ClawJacked Flaw Lets Malicious Sites Hijack Local OpenClaw AI Agents via WebSocket
Briefly

ClawJacked Flaw Lets Malicious Sites Hijack Local OpenClaw AI Agents via WebSocket
"Our vulnerability lives in the core system itself - no plugins, no marketplace, no user-installed extensions - just the bare OpenClaw gateway, running exactly as documented. The attack assumes a developer has OpenClaw set up and running on their laptop, with its gateway, a local WebSocket server, bound to localhost and protected by a password."
"Any website you visit can open one to your localhost. Unlike regular HTTP requests, the browser doesn't block these cross-origin connections. So while you're browsing any website, JavaScript running on that page can silently open a connection to your local OpenClaw gateway. The user sees nothing."
"Post successful authentication with admin-level permissions, the script stealthily registers as a trusted device, which is auto-approved by the gateway without any user prompt. The attacker gains complete control over the AI agent, allowing them to interact with it, dump configuration data, enumerate connected nodes, and read application logs."
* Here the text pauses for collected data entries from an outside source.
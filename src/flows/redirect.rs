//! Redirect-code login flow (LINE), plus the callback machinery shared with
//! the kakao redirect fallback
//!
//! The initiating call persists the pending state through the navigation,
//! navigates away, and returns `RedirectPending`; resumption happens through
//! `handle_redirect_callback` on the next load. Whatever the outcome, the
//! stored pending state is consumed and the sensitive query parameters are
//! stripped from the visible URL so back-navigation cannot replay them.

use crate::error::{classify_provider_code, AuthError, ErrorKind};
use crate::flows::{FlowCore, FlowOutcome, FlowState, LoginFlow};
use crate::models::{
    AuthenticatedIdentity, FlowMode, LoginOptions, PendingFlowState, Platform,
};
use crate::providers::{line, TokenExchangeApi};
use crate::runtime::{token_cache_key, Navigator, StateStore};
use crate::utils::crypto::{generate_nonce, generate_state_token};
use async_trait::async_trait;
use std::sync::Arc;
use url::Url;

/// Query parameters a provider callback may carry
#[derive(Debug, Clone, Default)]
pub(crate) struct CallbackParams {
    pub code: Option<String>,
    pub state: Option<String>,
    pub error: Option<String>,
    pub error_description: Option<String>,
}

pub(crate) fn parse_callback(url: &Url) -> CallbackParams {
    let mut params = CallbackParams::default();
    for (key, value) in url.query_pairs() {
        match key.as_ref() {
            "code" => params.code = Some(value.into_owned()),
            "state" => params.state = Some(value.into_owned()),
            "error" => params.error = Some(value.into_owned()),
            "error_description" => params.error_description = Some(value.into_owned()),
            _ => {}
        }
    }
    params
}

/// Remove the sensitive callback parameters from the visible URL via a
/// history-replace. Idempotent: a URL without them is left unchanged.
pub(crate) fn strip_callback_params(navigator: &dyn Navigator) {
    const SENSITIVE: [&str; 4] = ["code", "state", "error", "error_description"];
    let current = navigator.current_url();
    if !current.query_pairs().any(|(k, _)| SENSITIVE.contains(&k.as_ref())) {
        return;
    }

    let retained: Vec<(String, String)> = current
        .query_pairs()
        .filter(|(k, _)| !SENSITIVE.contains(&k.as_ref()))
        .map(|(k, v)| (k.into_owned(), v.into_owned()))
        .collect();

    let mut stripped = current;
    stripped.set_query(None);
    if !retained.is_empty() {
        stripped.query_pairs_mut().extend_pairs(retained);
    }
    navigator.replace(stripped);
}

/// Validate callback parameters against the stored pending state
///
/// CSRF and replay defenses: missing stored state, state mismatch, and stored
/// state older than ten minutes are all plain failures. The caller has already
/// consumed the pending state, so cleanup happens regardless of outcome.
pub(crate) fn validate_callback(
    platform: Platform,
    params: &CallbackParams,
    pending: Option<PendingFlowState>,
) -> Result<(String, PendingFlowState), AuthError> {
    if let Some(code) = &params.error {
        let kind = classify_provider_code(platform, code);
        let kind = if kind == ErrorKind::UnknownError {
            ErrorKind::AuthorizationFailed
        } else {
            kind
        };
        return Err(AuthError::new(
            kind,
            platform,
            params
                .error_description
                .clone()
                .unwrap_or_else(|| format!("provider returned error: {code}")),
        )
        .with_details(serde_json::json!({ "provider_code": code })));
    }

    let (Some(code), Some(received_state)) = (&params.code, &params.state) else {
        return Err(AuthError::new(
            ErrorKind::AuthorizationFailed,
            platform,
            "callback is missing required parameters",
        )
        .with_details(serde_json::json!({ "reason": "missing_params" })));
    };

    let Some(pending) = pending else {
        return Err(AuthError::new(
            ErrorKind::AuthorizationFailed,
            platform,
            "no pending login for this callback",
        )
        .with_details(serde_json::json!({ "reason": "invalid_state" })));
    };

    if pending.state != *received_state {
        return Err(AuthError::new(
            ErrorKind::AuthorizationFailed,
            platform,
            "state parameter does not match the pending login",
        )
        .with_details(serde_json::json!({ "reason": "state_mismatch" })));
    }

    if pending.is_expired() {
        return Err(AuthError::new(
            ErrorKind::AuthorizationFailed,
            platform,
            "pending login is older than ten minutes",
        )
        .with_details(serde_json::json!({ "reason": "state_expired" })));
    }

    Ok((code.clone(), pending))
}

/// Whether the current URL carries callback parameters for a provider with a
/// stored pending state
pub(crate) fn matches_callback(
    platform: Platform,
    url: &Url,
    store: &dyn StateStore,
) -> bool {
    let params = parse_callback(url);
    let has_callback_shape =
        params.state.is_some() && (params.code.is_some() || params.error.is_some());
    has_callback_shape && store.get(&PendingFlowState::storage_key(platform)).is_some()
}

/// Authorization-code redirect flow for LINE Login
pub struct RedirectCodeFlow {
    core: FlowCore,
    navigator: Arc<dyn Navigator>,
    store: Arc<dyn StateStore>,
    tokens: Arc<dyn TokenExchangeApi>,
    client_id: String,
    redirect_uri: String,
    default_scopes: Vec<String>,
    default_bot_prompt: Option<String>,
}

impl RedirectCodeFlow {
    #[must_use]
    pub fn new(
        navigator: Arc<dyn Navigator>,
        store: Arc<dyn StateStore>,
        tokens: Arc<dyn TokenExchangeApi>,
        client_id: String,
        redirect_uri: String,
        default_scopes: Vec<String>,
        default_bot_prompt: Option<String>,
    ) -> Self {
        Self {
            core: FlowCore::new(Platform::Line),
            navigator,
            store,
            tokens,
            client_id,
            redirect_uri,
            default_scopes,
            default_bot_prompt,
        }
    }

    fn authorization_url(
        &self,
        state: &str,
        nonce: &str,
        redirect_uri: &str,
        options: &LoginOptions,
    ) -> Result<Url, AuthError> {
        let mut scopes = self.default_scopes.clone();
        if scopes.is_empty() {
            scopes = vec!["profile".to_string(), "openid".to_string()];
        }
        for scope in &options.scopes {
            if !scopes.contains(scope) {
                scopes.push(scope.clone());
            }
        }

        let mut url = Url::parse(line::AUTHORIZE_ENDPOINT).map_err(|e| {
            AuthError::new(ErrorKind::InvalidConfig, Platform::Line, e.to_string())
        })?;
        {
            let mut query = url.query_pairs_mut();
            query
                .append_pair("response_type", "code")
                .append_pair("client_id", &self.client_id)
                .append_pair("redirect_uri", redirect_uri)
                .append_pair("state", state)
                .append_pair("scope", &scopes.join(" "))
                .append_pair("nonce", nonce);
            if let Some(bot_prompt) =
                options.bot_prompt.as_ref().or(self.default_bot_prompt.as_ref())
            {
                query.append_pair("bot_prompt", bot_prompt);
            }
        }
        Ok(url)
    }

    fn run(&self, options: &LoginOptions) -> Result<FlowOutcome, AuthError> {
        let state = generate_state_token();
        let nonce = generate_nonce(32);
        let redirect_uri = options
            .redirect_uri
            .clone()
            .unwrap_or_else(|| self.redirect_uri.clone());

        let pending = PendingFlowState::new(
            state.clone(),
            nonce.clone(),
            FlowMode::Redirect,
            Some(redirect_uri.clone()),
        );
        pending.persist(self.store.as_ref(), Platform::Line).map_err(|e| {
            AuthError::new(
                ErrorKind::UnknownError,
                Platform::Line,
                format!("failed to persist pending login: {e}"),
            )
        })?;

        let url = self.authorization_url(&state, &nonce, &redirect_uri, options)?;
        log::info!("[line] redirecting to authorization endpoint");
        self.navigator.assign(url);
        Ok(FlowOutcome::RedirectPending)
    }

    async fn complete(&self) -> Result<FlowOutcome, AuthError> {
        let url = self.navigator.current_url();
        let params = parse_callback(&url);
        // Consumed up front so cleanup happens on every outcome
        let pending = PendingFlowState::take(self.store.as_ref(), Platform::Line);

        let (code, pending) = validate_callback(Platform::Line, &params, pending)?;
        let redirect_uri = pending
            .redirect_uri
            .clone()
            .unwrap_or_else(|| self.redirect_uri.clone());

        let tokens = self.tokens.exchange_code(&code, &redirect_uri).await?;
        let profile = self.tokens.fetch_profile(&tokens.access_token).await?;

        let mut identity =
            AuthenticatedIdentity::new(Platform::Line, profile.id, tokens.access_token);
        identity.display_name = profile.name;
        identity.avatar_url = profile.picture;
        identity.refresh_token = tokens.refresh_token;
        identity.id_token = tokens.id_token;
        identity.authorization_code = Some(code);
        Ok(FlowOutcome::Completed(identity))
    }
}

#[async_trait]
impl LoginFlow for RedirectCodeFlow {
    fn platform(&self) -> Platform {
        Platform::Line
    }

    fn state(&self) -> FlowState {
        self.core.state()
    }

    async fn ready(&self) -> bool {
        // Pure redirect flow: no SDK to load
        true
    }

    async fn login(&self, options: &LoginOptions) -> Result<FlowOutcome, AuthError> {
        let generation = self.core.begin();
        let result = self.run(options);
        // finish() would drop the in-memory pending slot; the redirect flow
        // keeps its pending state in the store, so only record the state here.
        if self.core.is_current(generation) {
            match &result {
                Ok(_) => self.core.set_state(FlowState::Redirecting),
                Err(_) => self.core.set_state(FlowState::Failed),
            }
            result
        } else {
            Err(AuthError::stale(Platform::Line))
        }
    }

    fn is_callback_url(&self, url: &Url) -> bool {
        matches_callback(Platform::Line, url, self.store.as_ref())
    }

    async fn handle_redirect_callback(&self) -> Result<FlowOutcome, AuthError> {
        let result = self.complete().await;
        strip_callback_params(self.navigator.as_ref());
        match &result {
            Ok(_) => self.core.set_state(FlowState::Completed),
            Err(error) if error.kind == ErrorKind::UserCancelled => {
                self.core.set_state(FlowState::Cancelled);
            }
            Err(_) => self.core.set_state(FlowState::Failed),
        }
        result
    }

    async fn sign_out(&self) -> Result<(), AuthError> {
        let Some(token) = self.store.remove(&token_cache_key(Platform::Line)) else {
            return Ok(());
        };
        self.tokens.revoke(&token).await
    }
}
OpenClaw addressed a critical security flaw called ClawJacked that could enable attackers to compromise AI agents running on developers' machines. The vulnerability exploits the gateway's local WebSocket server by allowing malicious JavaScript from visited websites to establish connections to localhost without browser blocking. Attackers can brute-force the gateway password due to missing rate-limiting, then register as trusted devices without user prompts. Once authenticated with admin privileges, attackers gain complete control over the AI agent, accessing configuration data, connected nodes, and application logs. The flaw stems from the gateway relaxing security mechanisms for local connections, creating a significant risk for developers running OpenClaw.